We call it stamp duty but it is still a tax on financial transactions, and one which is massively more onerous and arbitrary in its impact than anything proposed by our Continental cousins. Yet there was no mention of the loss of liquidity, jobs and competitiveness as the Chancellor told us how he was going to crackdown on unscrupulous foreigners who avoided British stamp duty when buying UK property.
Meanwhile, the stamp duty on share purchases is now so much part of the furniture that even the Stock Exchange no longer campaigns vigorously for its removal.
There may well be a reason to bat away the FTT, but it needs to be given more thought. It may damage the economy but others which have one include Hong Kong, Switzerland, South Korea and, amusingly, The United States, and it does not seem to have done them irreparable harm.
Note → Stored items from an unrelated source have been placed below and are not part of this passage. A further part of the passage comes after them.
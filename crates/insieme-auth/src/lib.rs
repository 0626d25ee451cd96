#![forbid(unsafe_code)]

//! **insieme-auth** – Authentication and authorization primitives for the
//! Insieme sync core.
//!
//! This crate defines the canonical `Claims` structure and the two key
//! traits – [`TokenVerifier`] and [`PartitionAuthorizer`] – used by the
//! server engine. A simple HS256 JWT implementation (`JwtHs256Verifier`)
//! is bundled; token *issuance* policy stays with the host, only a mint
//! helper for local tooling and tests ships here.
//!
//! Future releases can provide additional algorithms (Biscuit, Paseto, …)
//! while reusing the same trait contracts.

use async_trait::async_trait;
use serde::{Deserialize, Serialize};

/// Authenticated identity extracted from a capability token.
#[derive(Debug, Clone, PartialEq, Eq)]
pub struct Identity {
    /// Stable client identifier (the token subject).
    pub client_id: String,
    /// Granted partition scope; `"*"` means every partition.
    pub partitions: Vec<String>,
}

/// Canonical claim set embedded in every token.
#[derive(Debug, Clone, PartialEq, Eq, Serialize, Deserialize)]
pub struct Claims {
    /// Subject – the client identifier.
    pub sub: String,
    /// Granted partition labels (`"*"` wildcard permitted).
    pub partitions: Vec<String>,
    /// Issued-at timestamp (seconds since Unix epoch).
    pub iat: u64,
    /// Absolute expiry timestamp (seconds since Unix epoch).
    pub exp: u64,
    /// Unique token identifier for replay protection.
    pub jti: String,
}

/// Minimal in-crate error type.
#[derive(Debug)]
pub struct Error {
    msg: String,
}

impl Error {
    /// Wrap a message.
    pub fn new(msg: &str) -> Self {
        Self { msg: msg.into() }
    }
}

impl std::fmt::Display for Error {
    fn fmt(&self, f: &mut std::fmt::Formatter<'_>) -> std::fmt::Result {
        self.msg.fmt(f)
    }
}

impl std::error::Error for Error {}

/// Crate result helper.
pub type Result<T> = std::result::Result<T, Error>;

//─────────────────────────────
//  Trait definitions
//─────────────────────────────

/// Verifier used by the server session before activating a connection.
///
/// Implementations must reject expired or tampered tokens; the session
/// additionally checks that the claimed `client_id` matches the subject.
#[async_trait]
pub trait TokenVerifier: Send + Sync {
    /// Verify authenticity and return the embedded [`Identity`].
    async fn verify(&self, raw: &str) -> Result<Identity>;
}

/// Authorization policy over partition sets.
#[async_trait]
pub trait PartitionAuthorizer: Send + Sync {
    /// Whether `identity` may read and write all of `partitions`.
    async fn authorize(&self, identity: &Identity, partitions: &[String]) -> Result<bool>;
}

//─────────────────────────────
//  HS256 JWT implementation
//─────────────────────────────

pub mod hs256 {
    use super::{Claims, Error, Identity, Result, TokenVerifier};
    use async_trait::async_trait;
    use jsonwebtoken::{
        decode, encode, Algorithm, DecodingKey, EncodingKey, Header, Validation,
    };
    use std::time::{SystemTime, UNIX_EPOCH};
    use uuid::Uuid;

    /// HS256 JWT verifier.
    #[derive(Clone, Debug)]
    pub struct JwtHs256Verifier {
        secret: String,
        validation: Validation,
    }

    impl JwtHs256Verifier {
        /// Build a verifier over a shared secret.
        pub fn new(secret: impl Into<String>) -> Self {
            let mut validation = Validation::new(Algorithm::HS256);
            validation.validate_exp = true;
            validation.set_required_spec_claims(&["exp", "sub"]);
            Self { secret: secret.into(), validation }
        }
    }

    #[async_trait]
    impl TokenVerifier for JwtHs256Verifier {
        async fn verify(&self, raw: &str) -> Result<Identity> {
            let data = decode::<Claims>(
                raw,
                &DecodingKey::from_secret(self.secret.as_bytes()),
                &self.validation,
            )
            .map_err(|e| Error::new(&e.to_string()))?;
            Ok(Identity {
                client_id: data.claims.sub,
                partitions: data.claims.partitions,
            })
        }
    }

    /// Helper to construct standard claims with proper timestamps.
    pub fn build_claims(subject: &str, partitions: Vec<String>, ttl_secs: u64) -> Result<Claims> {
        let issued_at = SystemTime::now()
            .duration_since(UNIX_EPOCH)
            .map_err(|e| Error::new(&e.to_string()))?
            .as_secs();
        Ok(Claims {
            sub: subject.to_owned(),
            partitions,
            iat: issued_at,
            exp: issued_at + ttl_secs,
            jti: Uuid::new_v4().to_string(),
        })
    }

    /// Mint a signed token – convenience for local tooling and tests.
    pub fn mint_token(subject: &str, partitions: Vec<String>, secret: &str, ttl_secs: u64) -> Result<String> {
        let claims = build_claims(subject, partitions, ttl_secs)?;
        let mut header = Header::new(Algorithm::HS256);
        header.typ = Some("insieme+jwt".into());
        encode(&header, &claims, &EncodingKey::from_secret(secret.as_bytes()))
            .map_err(|e| Error::new(&e.to_string()))
    }
}

//─────────────────────────────
//  Scope-based authorization
//─────────────────────────────

/// Grants access when every requested partition is in the identity scope.
///
/// A `"*"` entry in the scope matches any partition.
#[derive(Debug, Clone, Copy, Default)]
pub struct ScopeAuthorizer;

#[async_trait]
impl PartitionAuthorizer for ScopeAuthorizer {
    async fn authorize(&self, identity: &Identity, partitions: &[String]) -> Result<bool> {
        if identity.partitions.iter().any(|p| p == "*") {
            return Ok(true);
        }
        Ok(partitions.iter().all(|p| identity.partitions.contains(p)))
    }
}

//─────────────────────────────
//  Test doubles
//─────────────────────────────

/// Verifier that accepts any token and derives the identity from it.
///
/// The raw token is used verbatim as the client id with a wildcard scope.
/// Only suitable for tests and local development.
#[derive(Debug, Clone, Copy, Default)]
pub struct InsecureVerifier;

#[async_trait]
impl TokenVerifier for InsecureVerifier {
    async fn verify(&self, raw: &str) -> Result<Identity> {
        if raw.is_empty() {
            return Err(Error::new("empty token"));
        }
        Ok(Identity { client_id: raw.to_owned(), partitions: vec!["*".to_owned()] })
    }
}

/// Authorizer that grants everything.
#[derive(Debug, Clone, Copy, Default)]
pub struct AllowAll;

#[async_trait]
impl PartitionAuthorizer for AllowAll {
    async fn authorize(&self, _identity: &Identity, _partitions: &[String]) -> Result<bool> {
        Ok(true)
    }
}

/// Glob-import helper.
pub mod prelude {
    pub use super::hs256::{build_claims, mint_token, JwtHs256Verifier};
    pub use super::{
        AllowAll, Claims, Identity, InsecureVerifier, PartitionAuthorizer, ScopeAuthorizer,
        TokenVerifier,
    };
}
Also, at the level proposed – 0.1 per cent – it would be as nothing compared to the normal fees charged by banks and fund managers. And if, as some critics point out, it would make elements of City trading unprofitable, you have to ask whether this matters. If the profit on a deal is so small that a 0.1 per cent tax wipes it out, it does not seem a particularly valuable activity in the first place. If, in contrast, a deal does have economic value, a tax of 0.1 per cent, even if levied several times over in a chain of activity – is surely not going to stop it taking place.
Third, having an FTT might allow for relief elsewhere. If it did indeed raise the £8bn projected, that would allow for a corresponding tax cut – a reduction of VAT perhaps, or a cut in corporation tax to 18 per cent – which might give the economy a much-needed boost and help the rebalancing away from finance, which I think is still government policy.